Remarkably enough, the life of the bush-school is popular with
Africans
. After initiation – which corresponds to graduation in the West – people frequently return to the bush on a voluntary basis to take further courses, and success in these ‘postgraduate courses' is recognised as a stepping-stone to advancement in the hierarchy of the secret societies, and carries with it at the same time much social prestige.

African art is seen at its best in the production of cult objects and masks for the Poro and the Sande, and Liberia is one of the last strongholds of vigorous, untainted African art. As the masks worn by the principal bush-devils possess a kind of sanctity, it is not easy for a foreigner even to inspect one, let alone purchase one. The men who carve the sacred masks – who are usually high-ranking adepts of the Poro – say that they do so only when under the influence of an inspirational dream. While I was staying in one of the villages in the bush with an American anthropologist I shall call Warren, the local tribe's best carver dropped in to pay one of the formal calls which are a part of the complex social ritual of African village life. The carver came in smiling, shook hands, with the characteristic Liberian snap of thumb and finger, accepted a glass of cold beer, and picked up an illustrated book on African art that had just arrived from the United States. ‘Why you no come before, man?' Warren asked him. ‘I'm vexed with you because you no come.' The mask-carver said he hadn't been able to dream for weeks, and as his inspiration seemed to have dried up, he'd gone off to look for diamonds – a popular occupation at present in the area adjoining the Sierra Leone frontier. Warren was relieved. He was afraid that he had unwittingly offended the man in some way. The elaboration of Liberian tribal etiquette makes it quite bewildering to a white man, and although Africans will make intelligent allowances for a foreigner's ignorance of good manners, it is sometimes difficult to avoid giving offence.

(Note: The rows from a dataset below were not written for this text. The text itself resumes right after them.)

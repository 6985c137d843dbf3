// File: crates/candlechart-core/src/types.rs
// Summary: Shared types and constants (sizes, colors, paddings).

/// Default surface width in pixels.
pub const WIDTH: i32 = 720;
/// Default surface height in pixels.
pub const HEIGHT: i32 = 480;

/// Screen margins, in pixels.
/// Contract: all fields are non-negative.
#[derive(Clone, Copy, Debug, PartialEq, Eq)]
pub struct Insets {
    pub left: u32,
    pub right: u32,
    pub top: u32,
    pub bottom: u32,
}

impl Insets {
    /// Create new insets (non-negative by type).
    pub const fn new(left: u32, right: u32, top: u32, bottom: u32) -> Self {
        Self { left, right, top, bottom }
    }
    /// Total horizontal inset (left + right).
    pub const fn hsum(&self) -> u64 { self.left as u64 + self.right as u64 }
    /// Total vertical inset (top + bottom).
    pub const fn vsum(&self) -> u64 { self.top as u64 + self.bottom as u64 }
}

impl Default for Insets {
    fn default() -> Self {
        Self::new(76, 20, 36, 36)
    }
}

/// Backend-neutral 8-bit RGBA color.
#[derive(Clone, Copy, Debug, PartialEq, Eq, Hash)]
pub struct Rgba {
    pub r: u8,
    pub g: u8,
    pub b: u8,
    pub a: u8,
}

impl Rgba {
    pub const BLACK: Rgba = Rgba::rgb(0, 0, 0);
    pub const WHITE: Rgba = Rgba::rgb(255, 255, 255);

    pub const fn rgb(r: u8, g: u8, b: u8) -> Self {
        Self { r, g, b, a: 255 }
    }
    pub const fn gray(v: u8) -> Self {
        Self::rgb(v, v, v)
    }
}

/// Asymmetric padding added to a data extent before tick generation.
#[derive(Clone, Copy, Debug, Default, PartialEq)]
pub struct Padding {
    pub from_min: f64,
    pub from_max: f64,
}

impl Padding {
    pub const fn new(from_min: f64, from_max: f64) -> Self {
        Self { from_min, from_max }
    }
    #[inline]
    pub fn apply(&self, min: f64, max: f64) -> (f64, f64) {
        (min - self.from_min, max + self.from_max)
    }
}
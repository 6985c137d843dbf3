// File: crates/candlechart-core/src/raster.rs
// Summary: Skia CPU raster implementation of `Surface` plus PNG/JPEG encoding.

use skia_safe as skia;

use crate::error::{RenderError, Result};
use crate::geometry::{Point, Rect};
use crate::surface::{LineStyle, Path, PathOp, Surface, TextStyle};
use crate::text::TextShaper;
use crate::types::Rgba;

/// Compressed output format.
#[derive(Clone, Copy, Debug, Default, PartialEq, Eq)]
pub enum ImageFormat {
    #[default]
    Png,
    /// Quality in `0..=100`.
    Jpeg { quality: u32 },
}

impl ImageFormat {
    pub fn extension(&self) -> &'static str {
        match self {
            ImageFormat::Png => "png",
            ImageFormat::Jpeg { .. } => "jpg",
        }
    }
}

#[inline]
fn to_skia(c: Rgba) -> skia::Color {
    skia::Color::from_argb(c.a, c.r, c.g, c.b)
}

fn to_skia_path(path: &Path) -> skia::Path {
    let mut out = skia::Path::new();
    for op in path.ops() {
        match *op {
            PathOp::MoveTo(p) => {
                out.move_to((p.x, p.y));
            }
            PathOp::LineTo(p) => {
                out.line_to((p.x, p.y));
            }
            PathOp::Close => {
                out.close();
            }
        }
    }
    out
}

/// Owns a private CPU raster surface for a single render.
pub struct RasterCanvas {
    surface: skia::Surface,
    fill: skia::Paint,
    stroke: skia::Paint,
    color: Rgba,
    text: TextShaper,
}

impl RasterCanvas {
    pub fn new(width: i32, height: i32, background: Rgba) -> Result<Self> {
        let mut surface = skia::surfaces::raster_n32_premul((width, height))
            .ok_or_else(|| RenderError::EncodingFailure(format!("failed to create {width}x{height} raster surface")))?;
        surface.canvas().clear(to_skia(background));

        let mut fill = skia::Paint::default();
        fill.set_anti_alias(true);
        fill.set_style(skia::paint::Style::Fill);

        let mut stroke = skia::Paint::default();
        stroke.set_anti_alias(true);
        stroke.set_style(skia::paint::Style::Stroke);
        stroke.set_stroke_width(1.0);

        Ok(Self {
            surface,
            fill,
            stroke,
            color: Rgba::BLACK,
            text: TextShaper::new(),
        })
    }

    /// Encode the current pixels.
    pub fn encode(&mut self, format: ImageFormat) -> Result<Vec<u8>> {
        let pixmap = self
            .surface
            .peek_pixels()
            .ok_or_else(|| RenderError::EncodingFailure("raster pixels are not addressable".into()))?;

        let mut out = Vec::new();
        let ok = match format {
            ImageFormat::Png => skia::png_encoder::encode(&pixmap, &mut out, &skia::png_encoder::Options::default()),
            ImageFormat::Jpeg { quality } => {
                let opts = skia::jpeg_encoder::Options { quality: quality.min(100), ..Default::default() };
                skia::jpeg_encoder::encode(&pixmap, &mut out, &opts)
            }
        };
        if !ok || out.is_empty() {
            return Err(RenderError::EncodingFailure(format!("{} encoder rejected the image", format.extension())));
        }
        Ok(out)
    }
}

impl Surface for RasterCanvas {
    fn set_color(&mut self, color: Rgba) {
        self.color = color;
        self.fill.set_color(to_skia(color));
        self.stroke.set_color(to_skia(color));
    }

    fn set_line_style(&mut self, style: &LineStyle) {
        self.color = style.color;
        self.stroke.set_color(to_skia(style.color));
        self.stroke.set_stroke_width(style.width);
        if style.dashes.is_empty() {
            self.stroke.set_path_effect(None::<skia::PathEffect>);
        } else {
            // Skia wants on/off pairs; a single length means equal on and off.
            let mut intervals = style.dashes.clone();
            if intervals.len() % 2 == 1 {
                intervals.extend_from_within(..);
            }
            self.stroke.set_path_effect(skia::PathEffect::dash(&intervals, style.dash_offset));
        }
    }

    fn fill(&mut self, path: &Path) {
        let p = to_skia_path(path);
        self.surface.canvas().draw_path(&p, &self.fill);
    }

    fn stroke(&mut self, path: &Path) {
        let p = to_skia_path(path);
        self.surface.canvas().draw_path(&p, &self.stroke);
    }

    fn fill_text(&mut self, text: &str, at: Point, style: &TextStyle) {
        self.text.draw(self.surface.canvas(), text, at, style, to_skia(self.color));
    }

    fn push_clip(&mut self, rect: Rect) {
        let canvas = self.surface.canvas();
        canvas.save();
        canvas.clip_rect(skia::Rect::from_ltrb(rect.left, rect.top, rect.right, rect.bottom), skia::ClipOp::Intersect, true);
    }

    fn pop_clip(&mut self) {
        self.surface.canvas().restore();
    }
}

The mask-carver turned over the pages of the book, giggling slightly, and Warren asked him what he found funny. It was the African's turn to tread warily now. He'd probably done a six-months course in the
bush-school
, learning, the hard way, how to avoid hurting people's feelings,
and he clearly didn't want to tell Warren that he found this collection of masterpieces chosen from the whole African continent pretty poor stuff. In the end Warren got him to express his objection – the
mask-carver
by the way had picked up a fair amount of English, working on the plantations. ‘I no see the use for these things.' Non-Liberian African art, in fact, was as extravagant – as grotesque even – to him, as African art as a whole tends to appear to the average untutored Westerner. He just couldn't see what purpose these distorted objects could serve. The idea of art for art's sake was completely foreign to him. He flipped over the pages of the book, making a well-bred effort to disguise his contempt. None of these objects could be used in his own tribal ceremonies, so they were useless – and ugly. He was like a die-hard admirer of representational painting asked to comment on the work of, say, Braque. The point was that his own work, which both Warren and I readily accepted as great African art, was as exaggerated and distorted in its own way as were all the rest in this book: except of course that all these diversions from purely representational portraiture had some quasi-sacred meaning for him. Warren had managed to buy a single mask from this man. He had made it to be worn by a woman leader of society, who for some reason had not taken delivery. The mask was kept out of sight, covered with a cloth. It was dangerous because it was sacrilegious to have it in the house, and it was destined for an American museum unless the Liberian Government suddenly decided to clamp down on the export of works of art – which this certainly was.